When we think of sunflowers, we think of the big showy flowers around a central disk. But the disk is made up of flowers, too!


And actually, the disk flowers are where the seeds are made.
And then, as I was looking at all my sunflower photos, I noticed something really interesting: the disk flowers are arranged in a spiral pattern. I’ve drawn lines to show the pattern. But once you get the hang of looking at the flowers, you can see the pattern without help. Try it looking at the sunflower without swirls, above.

Another sunflower, prairie coneflower, does the same thing.
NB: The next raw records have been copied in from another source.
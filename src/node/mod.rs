//! The four node kinds of the presented tree, their capability traits,
//! and the shared attribute types.

mod file;
mod mirror;
mod zipdir;

pub use file::MemFile;
pub use file::OpenedFile;
pub use file::StreamFile;
pub use file::StreamHandle;
pub use mirror::MirrorDir;
pub use zipdir::ZipDir;

use std::time::SystemTime;

use crate::cancel::CancelToken;
use crate::errors::FsError;
use crate::errors::Result;
use crate::metrics::Metrics;

bitflags::bitflags! {
    /// Kernel caching hints returned from open calls.
    #[derive(Clone, Copy, Debug, Default, PartialEq, Eq)]
    pub struct OpenFlags: u32 {
        /// Keep previously cached data for this node across opens.
        const KEEP_CACHE = 1 << 0;
        /// Cache the directory listing for this handle.
        const CACHE_DIR = 1 << 1;
    }
}

/// Kind of a presented node. Only directories and regular files exist on
/// this filesystem.
#[derive(Clone, Copy, Debug, PartialEq, Eq, Hash)]
pub enum FileType {
    /// Directory (`S_IFDIR`).
    Directory,
    /// Regular file (`S_IFREG`).
    RegularFile,
}

/// Attributes reported for one node.
///
/// The filesystem is immutable, so access, change, and modification times
/// are all equal to `mtime`.
#[derive(Clone, Copy, Debug, PartialEq, Eq)]
pub struct FileAttr {
    /// Inode number. Assigned by the core; never zero.
    pub ino: u64,
    /// Size in bytes; zero for directories.
    pub size: u64,
    /// Node kind.
    pub kind: FileType,
    /// Permission bits: `0o555` for directories, `0o444` for files.
    pub perm: u16,
    /// Modification time, also reported as atime and ctime.
    pub mtime: SystemTime,
}

/// One directory listing entry.
#[derive(Clone, Debug, PartialEq, Eq)]
pub struct DirEntry {
    /// Presented name.
    pub name: String,
    /// Entry kind.
    pub kind: FileType,
    /// Child inode, derived from the parent inode and the name.
    pub ino: u64,
}

/// Directory capabilities: enumeration and name resolution.
pub trait DirNode {
    /// Lists every entry in presentation order.
    fn readdir(&self, cancel: &CancelToken) -> Result<Vec<DirEntry>>;

    /// Resolves one child by presented name.
    fn lookup(&self, name: &str, cancel: &CancelToken) -> Result<Node>;
}

/// File capabilities: opening for reads.
pub trait FileNode {
    /// Opens the file, returning the per-open state and caching hints.
    fn open(&self) -> Result<(OpenedFile, OpenFlags)>;
}

/// A node in the presented tree.
///
/// Each variant implements only the capabilities its kind supports;
/// [`Node::as_dir`] and [`Node::as_file`] expose them.
#[derive(Clone, Debug)]
pub enum Node {
    /// A mirrored backing directory.
    MirrorDir(MirrorDir),
    /// An archive, or a directory within one.
    ZipDir(ZipDir),
    /// An archive entry served from memory in one shot.
    MemFile(MemFile),
    /// An archive entry served by streaming reads.
    StreamFile(StreamFile),
}

impl Node {
    /// Inode of this node.
    pub fn ino(&self) -> u64 {
        match self {
            Node::MirrorDir(node) => node.ino(),
            Node::ZipDir(node) => node.ino(),
            Node::MemFile(node) => node.ino(),
            Node::StreamFile(node) => node.ino(),
        }
    }

    /// Attributes of this node.
    pub fn attr(&self) -> FileAttr {
        match self {
            Node::MirrorDir(node) => node.attr(),
            Node::ZipDir(node) => node.attr(),
            Node::MemFile(node) => node.attr(),
            Node::StreamFile(node) => node.attr(),
        }
    }

    /// Directory view of this node, when it is a directory.
    pub fn as_dir(&self) -> Option<&dyn DirNode> {
        match self {
            Node::MirrorDir(node) => Some(node),
            Node::ZipDir(node) => Some(node),
            Node::MemFile(_) | Node::StreamFile(_) => None,
        }
    }

    /// File view of this node, when it is a regular file.
    pub fn as_file(&self) -> Option<&dyn FileNode> {
        match self {
            Node::MirrorDir(_) | Node::ZipDir(_) => None,
            Node::MemFile(node) => Some(node),
            Node::StreamFile(node) => Some(node),
        }
    }

    /// Lists the entries of this directory.
    pub fn readdir(&self, cancel: &CancelToken) -> Result<Vec<DirEntry>> {
        let result = match self.as_dir() {
            Some(dir) => dir.readdir(cancel),
            None => Err(FsError::Invalid("not a directory".to_owned())),
        };
        self.observe(result)
    }

    /// Resolves one child of this directory.
    pub fn lookup(&self, name: &str, cancel: &CancelToken) -> Result<Node> {
        let result = match self.as_dir() {
            Some(dir) => dir.lookup(name, cancel),
            None => Err(FsError::Invalid("not a directory".to_owned())),
        };
        self.observe(result)
    }

    /// Opens this regular file.
    pub fn open(&self) -> Result<(OpenedFile, OpenFlags)> {
        let result = match self.as_file() {
            Some(file) => file.open(),
            None => Err(FsError::Invalid("not a regular file".to_owned())),
        };
        self.observe(result)
    }

    /// Caching hints for opening this node as a directory.
    pub fn opendir_flags(&self) -> OpenFlags {
        match self {
            Node::ZipDir(node) => node.open_flags(),
            _ => OpenFlags::empty(),
        }
    }

    /// Reads the whole decompressed contents of an in-memory file node.
    pub fn read_all(&self) -> Result<Vec<u8>> {
        let result = match self {
            Node::MemFile(node) => node.read_all(),
            _ => Err(FsError::Invalid(
                "whole-content reads need an in-memory file".to_owned(),
            )),
        };
        self.observe(result)
    }

    fn metrics(&self) -> &Metrics {
        match self {
            Node::MirrorDir(node) => node.metrics(),
            Node::ZipDir(node) => node.metrics(),
            Node::MemFile(node) => node.metrics(),
            Node::StreamFile(node) => node.metrics(),
        }
    }

    fn observe<T>(&self, result: Result<T>) -> Result<T> {
        if result.is_err() {
            self.metrics().error();
        }
        result
    }
}
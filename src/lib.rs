//! Read-only filesystem core that mirrors a backing directory tree and
//! presents every `*.zip` file in it as a directory of the archive's
//! entries.
//!
//! Consumers traverse mirrored directories and descend into archives with
//! no awareness that an archive is involved: a `photos.zip` in the backing
//! tree shows up as a directory named `photos`, and the stored entries
//! below it read like ordinary files. Everything is immutable and
//! read-only (`0o555` directories, `0o444` files).
//!
//! The crate is the filesystem engine only. It implements the node model
//! and inode policy, directory enumeration and lookup (nested and flat
//! archive presentations), the reference-counted descriptor cache with TTL
//! and size eviction, entry readers with forward seeking and a
//! rewind-by-reopen fallback for compressed data, streaming read handles
//! backed by a buffer pool, and the metrics and error taxonomy those paths
//! exercise. The kernel transport, mount helper, and diagnostics surfaces
//! are external collaborators: a transport maps its requests onto
//! [`Node`] capabilities and translates [`FsError`] values with
//! [`FsError::errno`].
//!
//! Entry points: build a [`ZipFs`] over a backing directory, take
//! [`ZipFs::root`], and resolve nodes from there; or use [`ZipFs::walk`]
//! for an in-process depth-first traversal of the whole logical tree.

#![warn(
    missing_docs,
    missing_debug_implementations,
    rust_2018_idioms,
    unreachable_pub
)]

pub use crate::archive::ArchiveReader;
pub use crate::archive::Compression;
pub use crate::archive::EntryInfo;
pub use crate::cancel::CancelToken;
pub use crate::entry::EntryReader;
pub use crate::errors::FsError;
pub use crate::errors::Result;
pub use crate::fs::ROOT_INO;
pub use crate::fs::WalkError;
pub use crate::fs::ZipFs;
pub use crate::metrics::Metrics;
pub use crate::metrics::MetricsSnapshot;
pub use crate::node::DirEntry;
pub use crate::node::DirNode;
pub use crate::node::FileAttr;
pub use crate::node::FileNode;
pub use crate::node::FileType;
pub use crate::node::MemFile;
pub use crate::node::MirrorDir;
pub use crate::node::Node;
pub use crate::node::OpenFlags;
pub use crate::node::OpenedFile;
pub use crate::node::StreamFile;
pub use crate::node::StreamHandle;
pub use crate::node::ZipDir;
pub use crate::options::Options;

mod archive;
mod bufpool;
mod cancel;
mod entry;
mod errors;
mod fdcache;
mod fs;
mod metrics;
mod node;
mod options;
mod semaphore;
mod zippath;
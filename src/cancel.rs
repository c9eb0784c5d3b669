use std::sync::Arc;
use std::sync::atomic::AtomicBool;
use std::sync::atomic::Ordering;

use crate::errors::FsError;
use crate::errors::Result;

/// Cooperative cancellation signal shared between the transport and the
/// core. Directory enumeration, lookup, and tree walks check it and abort
/// with [`FsError::Aborted`] once it fires.
#[derive(Clone, Debug, Default)]
pub struct CancelToken {
    flag: Arc<AtomicBool>,
}

impl CancelToken {
    /// A token that has not been cancelled.
    pub fn new() -> CancelToken {
        CancelToken::default()
    }

    /// Fires the signal. All clones observe it.
    pub fn cancel(&self) {
        self.flag.store(true, Ordering::Relaxed);
    }

    /// Whether the signal has fired.
    pub fn is_cancelled(&self) -> bool {
        self.flag.load(Ordering::Relaxed)
    }

    pub(crate) fn check(&self) -> Result<()> {
        if self.is_cancelled() {
            Err(FsError::Aborted)
        } else {
            Ok(())
        }
    }
}
use std::path::Path;
use std::sync::atomic::{AtomicBool, Ordering};
use std::sync::Arc;

use anyhow::{Context, Result};
use serde::Deserialize;
use serde_json::json;
use tokio::sync::RwLock;
use tracing::{info, warn};
use uuid::Uuid;

use crate::broker_client::HttpBroker;
use crate::config::WorkerConfig;

#[derive(Debug, Clone, Deserialize)]
pub struct Registration {
    pub worker_id: Uuid,
    pub token: String,
    pub heartbeat_interval: u64,
}

/// Registers with the server, keeps presence alive via heartbeats, and
/// re-registers transparently when the server forgets us (TTL expiry).
pub struct WorkerAgent {
    config: WorkerConfig,
    client: reqwest::Client,
    broker: Arc<HttpBroker>,
    registration: RwLock<Option<Registration>>,
    running: AtomicBool,
}

impl WorkerAgent {
    pub fn new(config: WorkerConfig, broker: Arc<HttpBroker>) -> Result<Self> {
        let client = reqwest::Client::builder()
            .timeout(std::time::Duration::from_secs(30))
            .build()
            .context("build http client")?;
        Ok(Self {
            config,
            client,
            broker,
            registration: RwLock::new(None),
            running: AtomicBool::new(true),
        })
    }

    pub fn is_running(&self) -> bool {
        self.running.load(Ordering::Acquire)
    }

    pub async fn worker_id(&self) -> Option<Uuid> {
        self.registration.read().await.as_ref().map(|r| r.worker_id)
    }

    /// Install registration state directly (used by register() and tests).
    pub async fn set_registration(&self, registration: Registration) {
        self.broker.set_token(&registration.token).await;
        *self.registration.write().await = Some(registration);
    }

    fn detect_capabilities() -> Vec<String> {
        let mut capabilities = Vec::new();
        if Path::new("/.dockerenv").exists() {
            capabilities.push("docker".to_string());
        }
        capabilities.push("native".to_string());
        capabilities
    }

    /// Register this worker with the server and wire the auth token into
    /// the stream relay client.
    pub async fn register(&self) -> Result<()> {
        let body = json!({
            "name": self.config.worker_name,
            "platform": std::env::consts::OS,
            "capabilities": Self::detect_capabilities(),
            "executor_type": self.config.executor_type,
            "registration_token": self.config.registration_token,
        });

        let response = self
            .client
            .post(format!("{}/api/v1/workers/register", self.config.server_url))
            .json(&body)
            .send()
            .await
            .context("send register request")?
            .error_for_status()
            .context("register refused")?;

        let registration: Registration =
            response.json().await.context("parse register response")?;
        info!("registered as worker {}", registration.worker_id);

        self.set_registration(registration).await;
        Ok(())
    }

    /// Periodically renew presence; on "unknown worker" re-register.
    pub async fn heartbeat_loop(self: Arc<Self>) {
        loop {
            let interval = {
                let reg = self.registration.read().await;
                reg.as_ref()
                    .map(|r| r.heartbeat_interval)
                    .unwrap_or(self.config.heartbeat_interval_s)
            };
            tokio::time::sleep(std::time::Duration::from_secs(interval.max(1))).await;
            if !self.is_running() {
                break;
            }

            let Some(registration) = self.registration.read().await.clone() else {
                continue;
            };

            let result = self
                .client
                .post(format!(
                    "{}/api/v1/workers/{}/heartbeat",
                    self.config.server_url, registration.worker_id
                ))
                .bearer_auth(&registration.token)
                .send()
                .await;

            match result {
                Ok(resp) if resp.status() == reqwest::StatusCode::NOT_FOUND => {
                    warn!("server forgot us, re-registering");
                    if let Err(e) = self.register().await {
                        warn!("re-registration failed: {e}");
                    }
                }
                Ok(resp) if !resp.status().is_success() => {
                    warn!("heartbeat rejected: {}", resp.status());
                }
                Ok(_) => {}
                Err(e) => warn!("heartbeat failed: {e}"),
            }
        }
    }

    /// Graceful shutdown: stop loops, deregister best-effort.
    pub async fn shutdown(&self) {
        self.running.store(false, Ordering::Release);
        let Some(registration) = self.registration.read().await.clone() else {
            return;
        };
        let result = self
            .client
            .delete(format!(
                "{}/api/v1/workers/{}",
                self.config.server_url, registration.worker_id
            ))
            .send()
            .await;
        if let Err(e) = result {
            warn!("deregister failed: {e}");
        }
    }
}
The patterns develop according to the mathematical sequence of the Fibonacci sequence, after an Italian mathematician in the Renaissance, but the pattern was first noticed in India in the 2nd Century BC. It goes like this: 0, 1, 1, 2, 3, 5, 18, 23, 41 … The sequence results from the product of adding the two numbers before it. So 0 + 1 = 1, 1+1 = 2, 1+2=3, 2+3=5, 3+5=8 …
The Fibonacci sequence shows up in plants, animals, art, architecture, weather, computer science, and probably a few other places I haven’t heard about.
I think a mathematician could tell you why plants order their flowers this way. I think it has something to do with packing the most flowers into an expanding space.

The way the math works out, the swirls go both ways, which I think is amazing!

And it’s not just sunflowers that do it — this teasel is in the honeysuckle family. I’ve written about other plants that I’ve seen the Fibonacci sequence in here.

And then, I noticed that in addition to lining up with swirls that go both directions, the swirling patterns make a spiral out from the center.

I am constantly astonished by nature!